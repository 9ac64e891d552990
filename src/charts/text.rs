//! Plain-text chart rendering.

use super::{Chart, ChartKind, ChartRenderer};
use crate::error::{ReportError, Result};

const POSITIVE: char = '█';
const NEGATIVE: char = '░';

/// Horizontal bar charts drawn with block characters.
#[derive(Debug, Clone)]
pub struct TextChartRenderer {
    width: usize,
}

impl Default for TextChartRenderer {
    fn default() -> Self {
        Self { width: 40 }
    }
}

impl TextChartRenderer {
    fn bar(&self, value: f64, max_abs: f64) -> String {
        if max_abs <= 0.0 || !value.is_finite() {
            return String::new();
        }
        let len = ((value.abs() / max_abs) * self.width as f64).round() as usize;
        let ch = if value < 0.0 { NEGATIVE } else { POSITIVE };
        std::iter::repeat(ch).take(len).collect()
    }

    fn render_bars(&self, chart: &Chart, out: &mut String) {
        let Some(series) = chart.series.first() else {
            return;
        };
        let label_width = label_width(&chart.labels);
        let max_abs = max_abs(&series.values);
        let total: f64 = series.values.iter().filter(|v| **v > 0.0).sum();

        for (label, value) in chart.labels.iter().zip(&series.values) {
            let share = match chart.kind {
                ChartKind::Pie if total > 0.0 => format!(" ({:.1}%)", value / total * 100.0),
                _ => String::new(),
            };
            out.push_str(&format!(
                "{:<w$} | {} {}{}\n",
                label,
                self.bar(*value, max_abs),
                chart.unit.format(*value),
                share,
                w = label_width
            ));
        }
    }

    fn render_grouped(&self, chart: &Chart, out: &mut String) {
        let series_width = label_width(
            &chart
                .series
                .iter()
                .map(|s| s.name.clone())
                .collect::<Vec<_>>(),
        );
        let max_abs = chart
            .series
            .iter()
            .map(|s| max_abs(&s.values))
            .fold(0.0, f64::max);

        for (i, label) in chart.labels.iter().enumerate() {
            out.push_str(label);
            out.push('\n');
            for series in &chart.series {
                let value = series.values.get(i).copied().unwrap_or(0.0);
                out.push_str(&format!(
                    "  {:<w$} | {} {}\n",
                    series.name,
                    self.bar(value, max_abs),
                    chart.unit.format(value),
                    w = series_width
                ));
            }
        }
    }

    fn render_scatter(&self, chart: &Chart, out: &mut String) -> Result<()> {
        let [x, y] = chart.series.as_slice() else {
            return Err(ReportError::data_format(format!(
                "scatter chart '{}' needs exactly two series",
                chart.id
            )));
        };
        let label_width = label_width(&chart.labels);
        out.push_str(&format!(
            "{:<w$} | {} | {}\n",
            "",
            x.name,
            y.name,
            w = label_width
        ));
        for (i, label) in chart.labels.iter().enumerate() {
            let group = chart
                .groups
                .as_ref()
                .and_then(|g| g.get(i))
                .filter(|g| !g.is_empty())
                .map(|g| format!(" [{}]", g))
                .unwrap_or_default();
            out.push_str(&format!(
                "{:<w$} | {} | {}{}\n",
                label,
                chart.unit.format(x.values.get(i).copied().unwrap_or(0.0)),
                chart.unit.format(y.values.get(i).copied().unwrap_or(0.0)),
                group,
                w = label_width
            ));
        }
        Ok(())
    }
}

impl ChartRenderer for TextChartRenderer {
    fn name(&self) -> &'static str {
        "text"
    }

    fn language(&self) -> &'static str {
        "text"
    }

    fn is_available(&self) -> bool {
        true
    }

    fn render(&self, chart: &Chart) -> Result<String> {
        let mut out = String::new();
        out.push_str(&chart.title);
        out.push('\n');
        out.push_str(&"=".repeat(chart.title.chars().count()));
        out.push('\n');

        match chart.kind {
            ChartKind::Bar | ChartKind::Pie => self.render_bars(chart, &mut out),
            ChartKind::GroupedBar => self.render_grouped(chart, &mut out),
            ChartKind::Scatter => self.render_scatter(chart, &mut out)?,
        }
        Ok(out)
    }
}

fn label_width(labels: &[String]) -> usize {
    labels.iter().map(|l| l.chars().count()).max().unwrap_or(0)
}

fn max_abs(values: &[f64]) -> f64 {
    values
        .iter()
        .filter(|v| v.is_finite())
        .map(|v| v.abs())
        .fold(0.0, f64::max)
}

#[cfg(test)]
mod tests {
    use super::*;
    use crate::charts::{Series, ValueUnit};

    fn bar_chart(kind: ChartKind, values: Vec<f64>) -> Chart {
        Chart {
            id: "test".to_string(),
            title: "Test".to_string(),
            kind,
            unit: ValueUnit::Money,
            labels: (0..values.len()).map(|i| format!("C{}", i)).collect(),
            series: vec![Series {
                name: "Revenue".to_string(),
                values,
            }],
            groups: None,
        }
    }

    #[test]
    fn test_bars_scale_to_width() {
        let renderer = TextChartRenderer { width: 10 };
        let out = renderer
            .render(&bar_chart(ChartKind::Bar, vec![100.0, 50.0, -100.0]))
            .unwrap();
        let lines: Vec<&str> = out.lines().collect();
        assert_eq!(lines[0], "Test");
        assert_eq!(lines[1], "====");
        assert_eq!(lines[2], "C0 | ██████████ $100");
        assert_eq!(lines[3], "C1 | █████ $50");
        assert_eq!(lines[4], "C2 | ░░░░░░░░░░ -$100");
    }

    #[test]
    fn test_pie_shows_share() {
        let renderer = TextChartRenderer { width: 4 };
        let out = renderer
            .render(&bar_chart(ChartKind::Pie, vec![75.0, 25.0]))
            .unwrap();
        assert!(out.contains("C0 | ████ $75 (75.0%)"));
        assert!(out.contains("C1 | █ $25 (25.0%)"));
    }

    #[test]
    fn test_all_zero_values_have_no_bars() {
        let out = TextChartRenderer::default()
            .render(&bar_chart(ChartKind::Bar, vec![0.0, 0.0]))
            .unwrap();
        assert!(out.contains("C0 |  $0"));
    }

    #[test]
    fn test_scatter_needs_two_series() {
        let err = TextChartRenderer::default()
            .render(&bar_chart(ChartKind::Scatter, vec![1.0]))
            .unwrap_err();
        assert!(matches!(err, ReportError::DataFormat(_)));
    }

    #[test]
    fn test_grouped_lists_every_series() {
        let chart = Chart {
            id: "g".to_string(),
            title: "Grouped".to_string(),
            kind: ChartKind::GroupedBar,
            unit: ValueUnit::Money,
            labels: vec!["Acme".to_string()],
            series: vec![
                Series {
                    name: "Revenue".to_string(),
                    values: vec![200.0],
                },
                Series {
                    name: "Net Income".to_string(),
                    values: vec![-20.0],
                },
            ],
            groups: None,
        };
        let out = TextChartRenderer { width: 10 }.render(&chart).unwrap();
        assert!(out.contains("Acme\n"));
        assert!(out.contains("  Revenue    | ██████████ $200"));
        assert!(out.contains("  Net Income | ░ -$20"));
    }
}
^^^^^^^^^^^^^^^^
GOAL OF THE EXERCISE
In the listing above, count every line that holds "else". Give only the number.

EXERCISE RESULT
3